Sie schloss noch einmal ihre Augen, eher sie das große Tor auf-stieß und hinein trat. Beauxbatons glich nicht mal annähernd Hogwarts. Während Hogwarts den alten Türmen und den alten Schlössern ähnelte, sah Beauxbatons aus wie ein Märchenschloss. Die Wände waren hell, ja gar schon weiß waren sie. Sie waren mit goldenen Blumen, Schriften und anderen Sachen verziert. Ein langer Weg, der umgeben von einer hellen grünen Wiese und frisch wuchernden Rosen war, führte direkt zu der großen Eingangstür.
Von weiten sah sie schon ein paar Schülerinnen in ihren Blauen Schuluniformen über die Grüne Wiese hüpfen. Sie schlugen Ratschläge und zauberten wunderschöne blaue Vögel herbei, die dann zwitschernd ihren Weg ins freie suchten. Ein kleines Lächeln bildete sich auf ihren Gesicht und mit einem wohligen Gefühl überbrückte sie den letzten Schritt in ihr neues Leben. Sie würde alles hinter sich lassen und dafür sorgen, neu anfangen zu können. Als sie die Eingangstür öffnete und in eine Art Foyer trat wurde sie für einen Moment geblendet. Alles leuchtete in einem hellen weiß und der Boden spiegelte sie selbst wieder. Auch hier waren die goldenen Verzierungen.
Sie sah sich noch einen langen Moment verwirrt um. „'Allo. Kann ich dir igendwie helfe'?“ Lily schnellte herum und musterte das Mädchen vor ihr. Sie war groß, hatte Blonde Haare und Blaue Augen. 'Eine Veela...' ging es ihr durch den Kopf. Sie lächelte leicht und war angetan von ihrem französischen Akzent. „Ich bin Lily und suche das Büro der Schulleiterin?“ Die Veela lächelte und hackte sich tänzelnd bei Lily ein. „Iche bin Pheobe.
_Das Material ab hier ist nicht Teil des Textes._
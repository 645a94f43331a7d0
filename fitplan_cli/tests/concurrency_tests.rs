//! Concurrency tests for the fitplan binary.
//!
//! These tests verify that multiple processes can safely:
//! - Replace store documents simultaneously (atomic writes)
//! - Read the store while it is being written

use assert_cmd::Command;
use std::path::{Path, PathBuf};
use std::thread;
use std::time::Duration;
use tempfile::TempDir;

const PROFILE: &str = r#"
age = 38
height_cm = 180.0
current_weight_kg = 84.0
target_weight_kg = 80.0
gender = "male"
activity_level = "active"
goal = "maintain"
"#;

fn setup_test_dir() -> TempDir {
    let temp_dir = tempfile::tempdir().expect("Failed to create temp dir");
    std::fs::write(temp_dir.path().join("profile.toml"), PROFILE).unwrap();
    std::fs::write(temp_dir.path().join("config.toml"), "").unwrap();
    temp_dir
}

fn cli(dir: &Path) -> Command {
    let mut cmd = Command::cargo_bin("fitplan").expect("Failed to find fitplan binary");
    cmd.arg("--data-dir")
        .arg(dir.join("data"))
        .arg("--profile")
        .arg(dir.join("profile.toml"))
        .arg("--config")
        .arg(dir.join("config.toml"));
    cmd
}

fn store_dir(dir: &Path) -> PathBuf {
    dir.join("data/store")
}

#[test]
fn test_concurrent_workout_generation() {
    let temp_dir = setup_test_dir();
    let dir = temp_dir.path().to_path_buf();

    let handles: Vec<_> = (0..4u64)
        .map(|seed| {
            let dir = dir.clone();
            thread::spawn(move || {
                cli(&dir)
                    .args(["workout", "--parts", "chest,back,legs", "--seed"])
                    .arg(seed.to_string())
                    .assert()
                    .success();
            })
        })
        .collect();

    for handle in handles {
        handle.join().expect("Workout thread panicked");
    }

    // Last writer wins, but the document is always complete
    let contents = std::fs::read_to_string(store_dir(&dir).join("workout_plan.json"))
        .expect("Failed to read plan");
    let plan: serde_json::Value = serde_json::from_str(&contents).expect("Plan is not valid JSON");
    assert_eq!(plan["days"].as_object().unwrap().len(), 7);

    // No stray temp files left behind
    let names: Vec<_> = std::fs::read_dir(store_dir(&dir))
        .unwrap()
        .filter_map(|e| e.ok())
        .map(|e| e.file_name().to_string_lossy().into_owned())
        .collect();
    assert!(names.iter().all(|name| name.ends_with(".json")), "{:?}", names);
}

#[test]
fn test_reads_during_writes() {
    let temp_dir = setup_test_dir();
    let dir = temp_dir.path().to_path_buf();

    cli(&dir)
        .args(["workout", "--parts", "abs,cardio", "--seed", "1"])
        .assert()
        .success();

    let writer_dir = dir.clone();
    let writer = thread::spawn(move || {
        for frequency in ["2", "3", "4", "5"] {
            cli(&writer_dir)
                .args(["rebalance", "--frequency", frequency])
                .assert()
                .success();
        }
    });

    for i in 0..4 {
        thread::sleep(Duration::from_millis(i * 5));
        cli(&dir).arg("show").assert().success();
    }

    writer.join().expect("Writer thread panicked");

    let contents = std::fs::read_to_string(store_dir(&dir).join("workout_plan.json")).unwrap();
    let plan: serde_json::Value = serde_json::from_str(&contents).unwrap();
    assert_eq!(plan["frequency"], 5);
}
Freut misch, deine Bekanntschaft zu 'machen...“ Lily lachte leise. „Ebenfalls...“
„Lily! Lily nun komm schon! Wir können nicht ewig darauf warten, dass du deinen süßen Arsch bewegst..“ meckerte Jerome auf Französisch und zog seine Beste Freundin an der Hand zu den weiß, goldenen Kutschen. „Komme ja schon...“ grinste sie leicht.
„Bin nun einmal keine Dampflock..“ Jerome und Pheobe lachten schallend und zogen die Rothaarige Hexe weiter. Lily verdrehte nur glücklich die Augen und tastete noch einmal nach ihrem Blauen Hut, denn sie dann sofort wieder richtete. Der Auftritt in Hogwarts wird große Klasse, dass wusste sie mit Sicherheit. Den Auftritt hatten sie schon tausendmal geübt und sie konnten es nun endlich.